[Data items]
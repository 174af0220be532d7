// SPDX-License-Identifier: MPL-2.0
// This Source Code Form is subject to the terms of the Mozilla Public
// License, v. 2.0. If a copy of the MPL was not distributed with this
// file, You can obtain one at https://mozilla.org/MPL/2.0/.

//! Error types for the smartbox library.
//!
//! Failures are grouped by where they originate: selector compilation,
//! transport and REST communication, payload parsing, and request
//! validation. Non-matches (a selector resolving to nothing, a route pattern
//! not matching a delta path) are never errors.

use thiserror::Error;

/// The main error type for this library.
#[derive(Debug, Error)]
pub enum Error {
    /// A path selector could not be compiled.
    #[error("selector error: {0}")]
    Selector(#[from] SelectorError),

    /// A route pattern is not a valid regular expression.
    #[error("invalid route pattern: {0}")]
    Pattern(#[from] regex::Error),

    /// Error occurred during protocol communication.
    #[error("protocol error: {0}")]
    Protocol(#[from] ProtocolError),

    /// Error occurred while parsing a payload.
    #[error("parse error: {0}")]
    Parse(#[from] ParseError),

    /// A request argument failed validation.
    #[error("value error: {0}")]
    Value(#[from] ValueError),
}

/// Errors raised while compiling a path selector such as `.foo[1].bar`.
///
/// Positions are byte offsets into the selector text.
#[derive(Debug, Error, Clone, PartialEq, Eq)]
pub enum SelectorError {
    /// The selector text is empty.
    #[error("selector is empty")]
    Empty,

    /// The selector does not start with the root `.`.
    #[error("selector must start with '.'")]
    MissingRoot,

    /// A `.` is not followed by a field name.
    #[error("empty segment at position {position}")]
    EmptySegment {
        /// Offset of the offending `.`.
        position: usize,
    },

    /// A `[` has no matching `]`, or a `]` appears without a `[`.
    #[error("unbalanced bracket at position {position}")]
    UnbalancedBracket {
        /// Offset of the offending bracket.
        position: usize,
    },

    /// The text between brackets is not a non-negative integer.
    #[error("invalid index '{text}' at position {position}")]
    InvalidIndex {
        /// Offset of the opening bracket.
        position: usize,
        /// The text found between the brackets.
        text: String,
    },

    /// A character that cannot appear in a field name.
    #[error("unexpected character '{character}' at position {position}")]
    UnexpectedCharacter {
        /// Offset of the character.
        position: usize,
        /// The character itself.
        character: char,
    },
}

/// Errors related to transport and REST communication.
#[derive(Debug, Error)]
pub enum ProtocolError {
    /// HTTP request failed.
    #[cfg(feature = "http")]
    #[error("HTTP request failed: {0}")]
    Http(#[from] reqwest::Error),

    /// WebSocket connection or communication failed.
    #[cfg(feature = "websocket")]
    #[error("WebSocket error: {0}")]
    WebSocket(#[from] tokio_tungstenite::tungstenite::Error),

    /// Connection to the service failed.
    #[error("connection failed: {0}")]
    ConnectionFailed(String),

    /// Request timed out.
    #[error("request timed out after {0} ms")]
    Timeout(u64),

    /// Invalid URL or address.
    #[error("invalid address: {0}")]
    InvalidAddress(String),

    /// The service rejected the credentials.
    #[error("authentication failed")]
    AuthenticationFailed,

    /// An operation needed an established connection.
    #[error("transport is not connected")]
    NotConnected,

    /// The reconnection policy gave up.
    #[error("gave up reconnecting after {attempts} attempts")]
    ReconnectExhausted {
        /// Number of consecutive failed attempts.
        attempts: u32,
    },
}

/// Errors related to parsing service payloads.
#[derive(Debug, Error)]
pub enum ParseError {
    /// JSON parsing failed.
    #[error("JSON parse error: {0}")]
    Json(#[from] serde_json::Error),

    /// Expected field is missing from the payload.
    #[error("missing field in payload: {0}")]
    MissingField(String),

    /// Unexpected payload format.
    #[error("unexpected payload format: {0}")]
    UnexpectedFormat(String),

    /// A transport frame could not be decoded.
    #[error("invalid packet: {0}")]
    InvalidPacket(String),
}

/// Errors related to request validation.
#[derive(Debug, Error, Clone, PartialEq, Eq)]
pub enum ValueError {
    /// A target temperature was given without its units.
    #[error("must supply units with temperature fields")]
    MissingUnits,
}

/// A specialized Result type for this library.
pub type Result<T> = std::result::Result<T, Error>;

#[cfg(test)]
mod tests {
    use super::*;

    #[test]
    fn selector_error_display() {
        let err = SelectorError::InvalidIndex {
            position: 4,
            text: "x".to_string(),
        };
        assert_eq!(err.to_string(), "invalid index 'x' at position 4");
    }

    #[test]
    fn error_from_selector_error() {
        let err: Error = SelectorError::Empty.into();
        assert!(matches!(err, Error::Selector(SelectorError::Empty)));
    }

    #[test]
    fn parse_error_display() {
        let err = ParseError::MissingField("path".to_string());
        assert_eq!(err.to_string(), "missing field in payload: path");
    }

    #[test]
    fn reconnect_exhausted_display() {
        let err = ProtocolError::ReconnectExhausted { attempts: 3 };
        assert_eq!(err.to_string(), "gave up reconnecting after 3 attempts");
    }

    #[test]
    fn value_error_display() {
        assert_eq!(
            ValueError::MissingUnits.to_string(),
            "must supply units with temperature fields"
        );
    }
}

What this task involves: Looking at the data above, write out exactly the lines that start at the one containing "argument failed validation." and end at the one containing "bracket at position"; include both and nothing beyond.

Answer below:
    /// A request argument failed validation.
    #[error("value error: {0}")]
    Value(#[from] ValueError),
}

/// Errors raised while compiling a path selector such as `.foo[1].bar`.
///
/// Positions are byte offsets into the selector text.
#[derive(Debug, Error, Clone, PartialEq, Eq)]
pub enum SelectorError {
    /// The selector text is empty.
    #[error("selector is empty")]
    Empty,

    /// The selector does not start with the root `.`.
    #[error("selector must start with '.'")]
    MissingRoot,

    /// A `.` is not followed by a field name.
    #[error("empty segment at position {position}")]
    EmptySegment {
        /// Offset of the offending `.`.
        position: usize,
    },

    /// A `[` has no matching `]`, or a `]` appears without a `[`.
    #[error("unbalanced bracket at position {position}")]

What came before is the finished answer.